C’est ainsi qu’ils étaient assis ce soir-là, Ruth avec son ouvrage devant elle, mais sans travailler, et Tom avec son livre devant lui, sans lire, quand Martin frappa à la porte. Devinant qui ce pouvait être, Tom alla lui ouvrir, et il rentra dans la chambre, accompagné de Martin. Tom paraissait surpris : car, en échange de son accueil cordial, Martin avait proféré à peine une parole.

Ruth s’aperçut également qu’il y avait dans l’attitude de leur visiteur quelque chose d’étrange, et elle leva un regard interrogateur sur le visage de Tom, comme pour y chercher une explication. Tom secoua la tête et adressa à Martin le même appel muet.

Martin, sans s’asseoir, alla vers la fenêtre et s’y tint à regarder dehors. Au bout de quelques moments, il se retourna pour parler ; mais aussitôt, et sans avoir rien dit, il détourna de nouveau la tête.

« Qu’est-il arrivé, Martin ? demanda Tom avec anxiété.
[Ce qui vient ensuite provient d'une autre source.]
impl ProceduralGenerator {
    pub fn new(request: GenerationRequest) -> Self {
        Self { request }
    }

    fn colors(&self) -> &'static [Color] {
        self.request.palette.colors()
    }

    fn pick(&self, rng: &mut impl Rng) -> Color {
        let colors = self.colors();
        colors[rng.gen_range(0..colors.len())]
    }

    /// Number of rings in the psychedelic style.
    pub fn ring_count(&self) -> usize {
        self.request.complexity.get() as usize * 5
    }

    /// Cells per side in the geometric style. Higher complexity means
    /// fewer, larger cells; the grid never drops below a single cell.
    pub fn grid_size(&self) -> usize {
        10usize.saturating_sub(self.request.complexity.get() as usize).max(1)
    }

    /// Distance between cyberpunk grid lines.
    pub fn grid_spacing(&self) -> f64 {
        50.0 / self.request.complexity.get() as f64
    }

    fn compose_psychedelic(&self) -> Vec<DrawOp> {
        let palette = self.request.palette;
        let rings = self.ring_count();
        let center = SIZE / 2.0;
        let step = MAX_RING_RADIUS / rings as f64;

        let mut ops = vec![DrawOp::SetLineWidth(RING_STROKE)];
        for i in 0..rings {
            let radius = (i + 1) as f64 * step;
            ops.push(DrawOp::StrokeCircle {
                cx: center,
                cy: center,
                r: radius,
                color: palette.cycle(i),
            });

            let dot_color = palette.cycle(i + 1);
            for k in 0..RING_DOTS {
                let angle = k as f64 * PI / 4.0;
                ops.push(DrawOp::FillCircle {
                    cx: center + angle.cos() * radius,
                    cy: center + angle.sin() * radius,
                    r: RING_DOT_RADIUS,
                    color: dot_color,
                });
            }
        }
        ops
    }

    fn compose_abstract(&self, rng: &mut impl Rng) -> Vec<DrawOp> {
        let shapes = self.request.complexity.get() as usize * 3;

        let mut ops = vec![DrawOp::SetAlpha(ABSTRACT_ALPHA)];
        for _ in 0..shapes {
            let x = rng.gen_range(0.0..SIZE);
            let y = rng.gen_range(0.0..SIZE);
            let size = rng.gen_range(50.0..150.0);
            let color = self.pick(rng);

            if rng.gen_bool(0.5) {
                ops.push(DrawOp::FillRect {
                    x,
                    y,
                    w: size,
                    h: size,
                    color,
                });
            } else {
                ops.push(DrawOp::FillCircle {
                    cx: x,
                    cy: y,
                    r: size / 2.0,
                    color,
                });
            }
        }
        ops.push(DrawOp::SetAlpha(1.0));
        ops
    }

    fn compose_geometric(&self, rng: &mut impl Rng) -> Vec<DrawOp> {
        let grid = self.grid_size();
        let cell_w = SIZE / grid as f64;
        let cell_h = SIZE / grid as f64;

        let mut ops = Vec::with_capacity(grid * grid);
        for i in 0..grid {
            for j in 0..grid {
                let x = i as f64 * cell_w;
                let y = j as f64 * cell_h;
                let color = self.pick(rng);

                ops.push(match rng.gen_range(0..3) {
                    0 => DrawOp::FillRect {
                        x,
                        y,
                        w: cell_w,
                        h: cell_h,
                        color,
                    },
                    1 => DrawOp::FillTriangle {
                        points: [
                            (x + cell_w / 2.0, y),
                            (x + cell_w, y + cell_h),
                            (x, y + cell_h),
                        ],
                        color,
                    },
                    _ => DrawOp::FillCircle {
                        cx: x + cell_w / 2.0,
                        cy: y + cell_h / 2.0,
                        r: cell_w / 2.0,
                        color,
                    },
                });
            }
        }
        ops
    }

    fn compose_cyberpunk(&self, rng: &mut impl Rng) -> Vec<DrawOp> {
        let neon = self.colors()[0];
        let spacing = self.grid_spacing();

        let mut ops = vec![
            DrawOp::FillRect {
                x: 0.0,
                y: 0.0,
                w: SIZE,
                h: SIZE,
                color: CYBER_BACKGROUND,
            },
            DrawOp::SetLineWidth(CYBER_GRID_STROKE),
        ];

        let mut offset = 0.0;
        while offset < SIZE {
            ops.push(DrawOp::Line {
                from: (offset, 0.0),
                to: (offset, SIZE),
                color: neon,
            });
            ops.push(DrawOp::Line {
                from: (0.0, offset),
                to: (SIZE, offset),
                color: neon,
            });
            offset += spacing;
        }

        let squares = self.request.complexity.get() as usize * 2;
        for _ in 0..squares {
            let x = rng.gen_range(0.0..SIZE);
            let y = rng.gen_range(0.0..SIZE);
            let size = rng.gen_range(20.0..70.0);
            let color = self.pick(rng);

            ops.push(DrawOp::SetGlow(Some(Glow {
                blur: CYBER_GLOW_BLUR,
                color,
            })));
            ops.push(DrawOp::FillRect {
                x,
                y,
                w: size,
                h: size,
                color,
            });
        }
        ops.push(DrawOp::SetGlow(None));
        ops
    }

    /// Render into a fresh canvas and export it as PNG.
    pub fn artwork(&self, seed: u64) -> Result<Artwork, RenderError> {
        let mut canvas = Canvas::new();
        self.render(&mut canvas, seed);
        Ok(Artwork {
            request: self.request,
            seed,
            png: canvas.to_png()?,
        })
    }

    /// Render in batches of `batch_size` ops, giving up as soon as
    /// `ticket` is no longer the session's latest render.
    ///
    /// `on_batch` runs after each batch with the number of batches done.
    pub fn render_batched(
        &self,
        canvas: &mut Canvas,
        seed: u64,
        batch_size: usize,
        session: &RenderSession,
        ticket: RenderTicket,
        mut on_batch: impl FnMut(usize),
    ) -> Result<(), RenderError> {
        if !session.is_current(ticket) {
            return Err(RenderError::Superseded);
        }
        canvas.clear();
        let mut rng = StdRng::seed_from_u64(seed);
        let ops = self.compose(&mut rng);

        for (done, batch) in ops.chunks(batch_size.max(1)).enumerate() {
            if !session.is_current(ticket) {
                debug!(style = %self.request.style, batches = done, "render superseded");
                return Err(RenderError::Superseded);
            }
            canvas.execute_all(batch);
            on_batch(done + 1);
        }
        Ok(())
    }
}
Mon cher camarade, quelle mauvaise nouvelle nous apportez-vous donc ?

– Ô Tom, répondit Martin d’un ton d’amer reproche, vous entendre feindre cet intérêt pour ce qui peut m’arriver, c’est quelque chose de plus pénible encore pour moi que votre conduite déloyale.

– Ma conduite déloyale ! Martin ! … ma… »

Tom ne put rien ajouter de plus.

« Comment, Tom, avez-vous pu me laisser vous remercier avec tant d’ardeur et de sincérité pour votre amitié, au lieu de me dire, en honnête homme, que vous m’aviez abandonné ! Est-ce là de la sincérité, Tom ? Est-ce là de la franchise ? Est-ce digne de l’amitié que vous m’aviez prouvée jusqu’ici ? Comment avez-vous pu, lorsque vous vous étiez déjà tourné contre moi, m’engager à vous ouvrir mon cœur ? Ô Tom ! Tom ! »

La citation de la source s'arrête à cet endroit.